Obama’s Patient Protection and Affordable Care Act required employers that provide their employees with health insurance to cover birth control, except for houses of worship and their integrated auxiliaries, which were granted an exemption.
Employers with deeply held religious convictions, such a the Little Sisters of the Poor and the Hobby Lobby crafts store chain, were not exempt. (Hobby Lobby brought its case to the Supreme Court separately and won an exemption under the Religious Freedom Restoration Act.)
Though the Little Sisters and a handful of others brought their case to the Supreme Court, the court tossed them back to their respective states.
A 2016 article in The Daily Signal interpreted this optimistically:
In a unanimous opinion, the Supreme Court ‘vacated,’ meaning erased, all of the lower court cases and required them to reconsider the claims brought by the Little Sisters of the Poor and others that the regulations promulgated pursuant to Obamacare violate their religious exercise in light of the government’s admission that it could indeed provide contraceptive coverage without the Little Sisters’ collaboration.
In 2017, the Trump administration tried to swoop in, and it issued a new rule with an even broader religious exemption that protected the Little Sisters and similar groups from having to bend to the now-spurned contraception mandate.
Rather than allow that to provide needed relief to the Little Sisters and forget an entire asinine episode in which a health care program was so zealous it actually sought to force nuns to provide birth control, Pennsylvania and New Jersey sued the federal government, saying it had gone too far in broadening the nuns’ exemption.
Since they had a compelling interest, the Little Sisters intervened, this time acting as a voluntary substitute, holding firm against a tidal wave in the form of a progressive, anti-religious agenda—not unlike what their faith requires them to do when the Apostle Paul said, “To be on the alert, stand firm in the faith.”
The case has bounced back and forth between a couple of lower courts via interventions and appeals, and three years later, it has landed back before the Supreme Court.
That a couple of state governments should be so authoritarian as to compel a group of celibate caregivers to facilitate contraceptive coverage for fertile employees—who theoretically could not find any at any other public or private entity in the U.S.—is so absurd on its face that it’s hard to see how any lower court could have ruled in their favor.
It’s also important to remember: Women remain free to access the drugs and devices at issue in the mandate, and the Trump administration’s new rule does not affect the plethora of programs that subsidize contraception at the federal, state, and local level.
What the Little Sisters of the Poor are asking the Supreme Court is so simple and so pure an example of why religious liberty is—or should be—paramount in the United States that it’s incredible they’re still litigating this case after so many years.
They are merely asking that the federal government honor the broad religious exemption and refuse to require them to carry out Obama’s original contraceptive mandate, which forced them to provide something that no one has ever asked for and that goes against the very core of their being.

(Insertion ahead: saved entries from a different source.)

#[cfg(test)]
mod tests {
    use super::*;
    use crate::tags::{collect_highlight_tokens, tags_from_value};
    use crate::ui_constants::chips::ROW_STEP;
    use serde_json::json;
    use std::sync::atomic::{AtomicUsize, Ordering};

    #[derive(Default)]
    struct CountingRedraw(AtomicUsize);

    impl RedrawSignal for CountingRedraw {
        fn request_redraw(&self) {
            self.0.fetch_add(1, Ordering::SeqCst);
        }
    }

    /// Records draw calls; glyphs are 8px wide.
    #[derive(Default)]
    struct RecordingCanvas {
        fills: Vec<(Rect, Color32)>,
        strokes: usize,
        texts: Vec<String>,
        fail_measure: bool,
    }

    impl DrawContext for RecordingCanvas {
        fn fill_rect(&mut self, rect: Rect, _: f32, color: Color32) -> Result<(), CanvasError> {
            self.fills.push((rect, color));
            Ok(())
        }
        fn stroke_rect(&mut self, _: Rect, _: f32, _: f32, _: Color32) -> Result<(), CanvasError> {
            self.strokes += 1;
            Ok(())
        }
        fn measure_text(&mut self, text: &str, _: f32) -> Result<f32, CanvasError> {
            if self.fail_measure {
                return Err(CanvasError::Measure("font not loaded".into()));
            }
            Ok(text.chars().count() as f32 * 8.0)
        }
        fn draw_text(&mut self, _: Pos2, text: &str, _: f32, _: Color32) -> Result<(), CanvasError> {
            self.texts.push(text.to_string());
            Ok(())
        }
    }

    fn widget_with(tags: Vec<Tag>, allow_strength: bool) -> (TagCollectionWidget, Arc<CountingRedraw>) {
        let redraw = Arc::new(CountingRedraw::default());
        let options = WidgetOptions {
            allow_strength_adjustment: allow_strength,
            ..WidgetOptions::default()
        };
        let mut widget = TagCollectionWidget::new(options, redraw.clone());
        widget.set_value(tags);
        (widget, redraw)
    }

    fn sample_tags() -> Vec<Tag> {
        ["masterpiece", "sunlight", "long flowing hair", "bokeh", "a", "cinematic composition"]
            .into_iter()
            .map(Tag::new)
            .collect()
    }

    #[test]
    fn compute_height_never_below_rendered_height() {
        for width in [60.0, 120.0, 200.0, 333.0, 640.0] {
            let (mut widget, _) = widget_with(sample_tags(), false);
            let before = widget.compute_height(width);
            let rendered = widget.render(&mut RecordingCanvas::default(), 0.0, width);
            assert!(before >= rendered, "estimate {before} < rendered {rendered} at {width}");
            assert_eq!(widget.compute_height(width), rendered);
        }
    }

    #[test]
    fn empty_collection_draws_placeholder() {
        let (mut widget, _) = widget_with(Vec::new(), false);
        let mut canvas = RecordingCanvas::default();
        assert_eq!(widget.render(&mut canvas, 0.0, 300.0), MIN_HEIGHT);
        assert_eq!(canvas.texts, vec!["No tags".to_string()]);
        assert_eq!(widget.compute_height(300.0), MIN_HEIGHT);

        widget.set_placeholder_texts("Нет тегов".into(), "Ошибка".into());
        let mut canvas = RecordingCanvas::default();
        widget.render(&mut canvas, 0.0, 300.0);
        assert_eq!(canvas.texts, vec!["Нет тегов".to_string()]);
    }

    #[test]
    fn canvas_fault_becomes_error_placeholder() {
        let (mut widget, _) = widget_with(sample_tags(), false);
        let mut canvas = RecordingCanvas {
            fail_measure: true,
            ..RecordingCanvas::default()
        };
        assert_eq!(widget.render(&mut canvas, 0.0, 300.0), MIN_HEIGHT);
        assert!(canvas.fills.is_empty());
        assert_eq!(canvas.texts, vec!["Error rendering tags".to_string()]);
    }

    #[test]
    fn malformed_entries_render_in_order() {
        let tags = tags_from_value(&json!([{ "active": false }, "plain", { "text": "third" }]));
        let (mut widget, _) = widget_with(tags, false);
        let mut canvas = RecordingCanvas::default();
        widget.render(&mut canvas, 0.0, 800.0);
        assert_eq!(canvas.texts, vec!["", "plain", "third"]);
        assert_eq!(canvas.fills[0].1, FILL_INACTIVE);
    }

    #[test]
    fn click_toggles_the_hit_chip() {
        let (mut widget, redraw) = widget_with(sample_tags(), false);
        let mut canvas = RecordingCanvas::default();
        widget.render(&mut canvas, 100.0, 800.0);
        let before = redraw.0.load(Ordering::SeqCst);

        let target = canvas.fills[1].0.center();
        assert!(widget.handle_pointer_down(target));
        assert!(!widget.get_value()[1].active);
        assert!(widget.get_value()[0].active);
        assert!(redraw.0.load(Ordering::SeqCst) > before);
        assert!(widget.take_changed());
        assert!(!widget.take_changed());

        // row gap and the area above the origin are not chips
        assert!(!widget.handle_pointer_down(pos2(target.x, 50.0)));
    }

    #[test]
    fn wheel_adjusts_clamps_and_rounds() {
        let tags = vec![Tag::new("glow").with_strength(1.99), Tag::new("plain")];
        let (mut widget, _) = widget_with(tags, true);
        let mut canvas = RecordingCanvas::default();
        widget.render(&mut canvas, 0.0, 800.0);
        let glow = canvas.fills[0].0.center();
        let plain = canvas.fills[1].0.center();

        // no strength on the tag
        assert!(!widget.handle_wheel(plain, 1.0, 0.02));
        assert_eq!(widget.get_value()[1].strength, None);

        assert!(widget.handle_wheel(glow, 1.0, 0.02));
        assert_eq!(widget.get_value()[0].strength, Some(2.0));
        assert!(widget.take_changed());
        // at the bound the wheel is consumed but nothing changes
        assert!(widget.handle_wheel(glow, 1.0, 0.02));
        assert!(!widget.take_changed());

        assert!(widget.handle_wheel(glow, -1.0, 0.123));
        assert_eq!(widget.serialize()[0].strength, Some(1.88));
        assert_eq!(widget.active_text(", "), "(glow:1.88), plain");
    }

    #[test]
    fn fine_wheel_steps_accumulate() {
        let (mut widget, _) = widget_with(vec![Tag::new("glow").with_strength(1.0)], true);
        let mut canvas = RecordingCanvas::default();
        widget.render(&mut canvas, 0.0, 800.0);
        let glow = canvas.fills[0].0.center();

        for _ in 0..50 {
            assert!(widget.handle_wheel(glow, 1.0, 0.004));
        }
        let strength = widget.get_value()[0].strength.unwrap();
        assert!(strength > 1.19 && strength < 1.21, "strength {strength}");
        assert_eq!(widget.serialize()[0].strength, Some(1.2));

        let mut canvas = RecordingCanvas::default();
        widget.render(&mut canvas, 0.0, 800.0);
        assert_eq!(canvas.texts, vec!["glow 1.20".to_string()]);
    }

    #[test]
    fn wheel_is_ignored_without_strength_capability() {
        let (mut widget, _) = widget_with(vec![Tag::new("glow").with_strength(1.0)], false);
        let mut canvas = RecordingCanvas::default();
        widget.render(&mut canvas, 0.0, 800.0);
        assert!(!widget.handle_wheel(canvas.fills[0].0.center(), 1.0, 0.5));
        assert_eq!(widget.get_value()[0].strength, Some(1.0));
    }

    #[test]
    fn highlight_marks_whole_tokens_only() {
        let (mut widget, _) = widget_with(
            vec![Tag::new("sunlight"), Tag::new("sunlight,,dramatic lighting")],
            false,
        );
        widget.apply_highlight(&collect_highlight_tokens(&["sun"]));
        assert!(widget.get_value().iter().all(|t| !t.highlighted));

        widget.apply_highlight(&collect_highlight_tokens(&["sunlight"]));
        assert!(widget.get_value().iter().all(|t| t.highlighted));

        let mut canvas = RecordingCanvas::default();
        widget.render(&mut canvas, 0.0, 800.0);
        assert_eq!(canvas.strokes, 2);
        assert_eq!(canvas.fills[0].1, FILL_ACTIVE_HIGHLIGHTED);
    }

    #[test]
    fn serialize_applies_strength_rules_only_when_enabled() {
        let mut tag = Tag::new("glow").with_strength(2.4567);
        tag.extra.insert("category".into(), json!("Lora"));
        tag.highlighted = true;

        let (plain, _) = widget_with(vec![tag.clone()], false);
        assert_eq!(plain.serialize()[0].strength, Some(2.4567));

        let (weighted, _) = widget_with(vec![tag], true);
        let out = weighted.serialize();
        assert_eq!(out[0].strength, Some(2.0));
        assert_eq!(out[0].text, "glow");
        let json = serde_json::to_value(&out).unwrap();
        assert_eq!(json[0]["category"], json!("Lora"));
        assert!(json[0].get("highlighted").is_none());
    }

    #[test]
    fn edit_commit_parses_weighted_text() {
        let (mut widget, _) = widget_with(vec![Tag::new("hair"), Tag::new("eyes")], true);
        let mut canvas = RecordingCanvas::default();
        widget.render(&mut canvas, 0.0, 800.0);

        assert!(widget.begin_edit(canvas.fills[0].0.center()));
        assert_eq!(widget.editing_rect(), Some(canvas.fills[0].0));
        *widget.edit_buffer_mut().unwrap() = "(long hair:1.2)".to_string();
        assert!(widget.commit_edit());
        assert_eq!(widget.get_value()[0].text, "long hair");
        assert_eq!(widget.get_value()[0].strength, Some(1.2));

        widget.render(&mut canvas, 0.0, 800.0);
        let eyes = widget.cached_layout(0.0, 800.0).slots[1].rect.center();
        assert!(widget.begin_edit(eyes));
        widget.edit_buffer_mut().unwrap().clear();
        assert!(widget.commit_edit());
        assert_eq!(widget.get_value().len(), 1);
        assert!(!widget.is_editing());
    }

    #[test]
    fn batch_operations_and_active_text() {
        let (mut widget, _) = widget_with(Vec::new(), true);
        widget.push_tag("(rim light:0.8)", true);
        widget.push_tag("fog", true);
        widget.push_tag("   ", true);
        assert_eq!(widget.get_value().len(), 2);
        assert_eq!(widget.active_text(", "), "(rim light:0.80), fog");

        widget.set_all_active(false);
        assert_eq!(widget.active_text(", "), "");
        widget.set_all_active(true);
        widget.set_allow_strength_adjustment(false);
        assert_eq!(widget.active_text(", "), "rim light, fog");

        widget.clear();
        assert!(widget.get_value().is_empty());
        assert!(widget.take_changed());
    }

    #[test]
    fn rows_follow_width() {
        let (mut widget, _) = widget_with(vec![Tag::new("aaaaaaaaaa"); 4], false);
        // each chip is 100 wide; two fit in a 260 wide area
        let height = widget.render(&mut RecordingCanvas::default(), 0.0, 260.0);
        assert_eq!(height, 2.0 * ROW_STEP);
    }
}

That the Little Sisters are knee-deep in the COVID-19 pandemic—caring for elderly people dying of the disease and risking their own health to do so—while also standing firm for the religious freedom the First Amendment guarantees them says as much about the strength of their integrity as it does the strength of their legal case.
I would be shocked if the Little Sisters were not handed a sweeping victory at the Supreme Court, such is their legal standing. And that would be so even if their spiritual humility and courage of conviction were irrelevant to their case.
As incredible as it is to presume that the government had an interest in ensuring every woman had access to the birth control she needed, the idea that the Little Sisters of the Poor, of all people, should be forced to provide it is even more outlandish.
In fact, it’d be laughable if they hadn’t been fighting for this exemption for eight years now.
I can’t think of a better example of what governments should refrain from doing more than trying to force a religious group that’s not only celibate, but serving the poor, to act against the very convictions that compel it to do the very work we as a society need them to do.